Years ago, I made locks including the springs and screws, with nothing more than files, hacksaw, machinist's vise, propane torch, and a bench grinder. I used a portable electric drill clamped in my vise for a lathe to make the screws, and a tap and die set from a hardware store I bought for $10 (1971). Even then, I was using Kasenit to case harden the screws. You also need a set of Vernier's calipers, or a micrometer (better). They turned out well and are still functioning just fine, So it can be done, with the appropriate level of determination.
From this primitive start, I now have a drill press, small mill and a good lathe and a 6 x 48 belt grinder, but most of the work is done by hand with saw and files. Certainly, from cast parts, small hand tools and polishing abrasives is all you need. ...plus the desire and patience to see it through with thoughtfulness and care.
Robert Roller is arguably the king of making locks in a metal shop. Perhaps he will chip in.

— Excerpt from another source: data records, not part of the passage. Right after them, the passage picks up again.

//! Session events
//!
//! Every input to the state machine. User actions, SDK callbacks and
//! completions of commands all arrive as an [`Event`] on the control thread.

use crate::address::ServerAddress;
use crate::message::{ExchangeOutcome, InboundMessage};
use crate::request::{MessageId, RequestId};
use crate::store::ConnectionRecord;

use super::commands::{AttemptId, FlowKind};

/// How the user wants to reach a server.
#[derive(Clone, Copy, Debug, PartialEq, Eq)]
pub enum ConnectionMethod {
    /// Type the address
    Manual,
    /// Scan a QR code
    ScanQr,
}

/// Choices on the action selection hub.
#[derive(Clone, Copy, Debug, PartialEq, Eq)]
pub enum ActionKind {
    /// Authenticate with a credential
    Authenticate,
    /// Verify a credential of ours
    VerifyCredentials,
    /// Share a credential with the server
    ProvideCredentials,
    /// Sign a document
    SignDocuments,
    /// Back up the account
    Backup,
}

/// Credential picked on a verify or share selection screen.
#[derive(Clone, Copy, Debug, PartialEq, Eq)]
pub enum CredentialChoice {
    /// Email address
    Email,
    /// Identity document
    Document,
    /// Custom credential
    Custom,
}

/// Something the user did on the current screen.
#[derive(Clone, Debug, PartialEq, Eq)]
pub enum UserAction {
    /// Primary button
    Continue,
    /// Navigate back
    Back,
    /// Restore an existing account instead of registering
    Restore,
    /// Submit a typed address
    SubmitAddress(String),
    /// Pick a connection method
    ChooseConnection(ConnectionMethod),
    /// The camera decoded a QR code
    QrScanned(Vec<u8>),
    /// The camera failed
    QrScanFailed(String),
    /// Retry a failed or timed out connection
    RetryConnection,
    /// Pick an action on the hub
    SelectAction(ActionKind),
    /// Pick a credential on a selection screen
    SelectCredential(CredentialChoice),
}

/// Input to [`transition`](super::transition).
#[derive(Clone, Debug, PartialEq, Eq)]
pub enum Event {
    /// The SDK finished starting; carries the durable application address
    SdkInitialized {
        /// Stored application address, if any
        application_address: Option<ServerAddress>,
    },

    /// `SetupAccount` completed
    AccountSetupFinished {
        /// Copied from the command
        resolve_session: bool,
        /// Outcome
        result: Result<(), String>,
    },

    /// `ResolveSession` completed
    SessionResolved {
        /// Whether the account is registered
        registered: bool,
        /// Validated connection record
        connection: ConnectionRecord,
    },

    /// User input
    User(UserAction),

    /// The SDK delivered a message from the peer
    Inbound(InboundMessage),

    /// An interactive exchange screen reported its status
    Exchange(ExchangeOutcome),

    /// `Connect` completed
    ConnectFinished {
        /// Attempt this result belongs to
        attempt: AttemptId,
        /// Connected server, or the failure reason
        result: Result<ServerAddress, String>,
    },

    /// The connect timer for `attempt` fired
    ConnectTimedOut {
        /// Attempt that timed out
        attempt: AttemptId,
    },

    /// `SendServerRequest` completed
    RequestSent {
        /// Request this result belongs to
        request: RequestId,
        /// SDK message id, or the failure reason
        result: Result<MessageId, String>,
    },

    /// An SDK flow finished
    FlowFinished {
        /// Which flow
        flow: FlowKind,
        /// Outcome
        result: Result<(), String>,
    },

    /// A toast's display time ran out
    ToastExpired {
        /// Toast to dismiss
        id: u64,
    },
}

impl From<UserAction> for Event {
    fn from(action: UserAction) -> Self {
        Self::User(action)
    }
}

impl From<InboundMessage> for Event {
    fn from(message: InboundMessage) -> Self {
        Self::Inbound(message)
    }
}

impl From<ExchangeOutcome> for Event {
    fn from(outcome: ExchangeOutcome) -> Self {
        Self::Exchange(outcome)
    }
}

No king,no way not even close. Lock making is a labor intensive job and anyone that can make a lock
using less equipment than I have is a good machinist/mechanic.I have one heavy drill press,a tool room milling
machine,four lathes one of which is modified for screw making,two metal cutting bandsaws,one vertical and one
horizontal. A very wide assortment of files from tiny to big.Two bench grinders,one is as bought and the other
modified to use as a polisher and grinder.Also a wide variety of precision measuring tools such as a real Vernier,
two dial calipers and several sets of micrometers. There is also a pre WW2 Mauser combination Vernier caliper
and height gauge calibrated in decimal readings.I use it occasionally with adjustable parallels for laying out odd,
non muzzle loader related jobs.ALL of this is old American equipment except the Mauser gauge.
I made my first lock in Bill Large's shop in 1953,mostly with hacksaw and files.He helped me with the springs
and the screws were common hardware store items.It worked and I was happy with it.
In the last 63 years I have been in and out of lock making but have settled on material I KNOW works for me.
12L14 for screws,1075 for main and sear springs and 1144 Stress proof for tumblers.Bridles and trigger bars
are 1018 and triggers are 1018 case hardened or made from 0-1 if I am really energetic.Pins are drill rod.
I can't do an article on making a lock but it is a skill that requires time and lots of it.Cut and try,measure and cut
and try to visualize what the job will look like when it's done.DON'T worry if it's not perfect. NONE of them are no matter what
length of experience you have.Locks are part machinist,bench and artist skills and it takes time to bring all that together
into an operational ensemble that is useable and reliable.
Don't quit if the first lock is not right.My experience tells me it might not be all you want it to be but don't stop trying.
I might be one of the last to bench build a lock in our time for customers.I am not seeking new new work and am
tired. I have a number of pending orders that I may or may not finish.None are paid for and it has been my policy
for years to NOT take advance payment or promise delivery dates.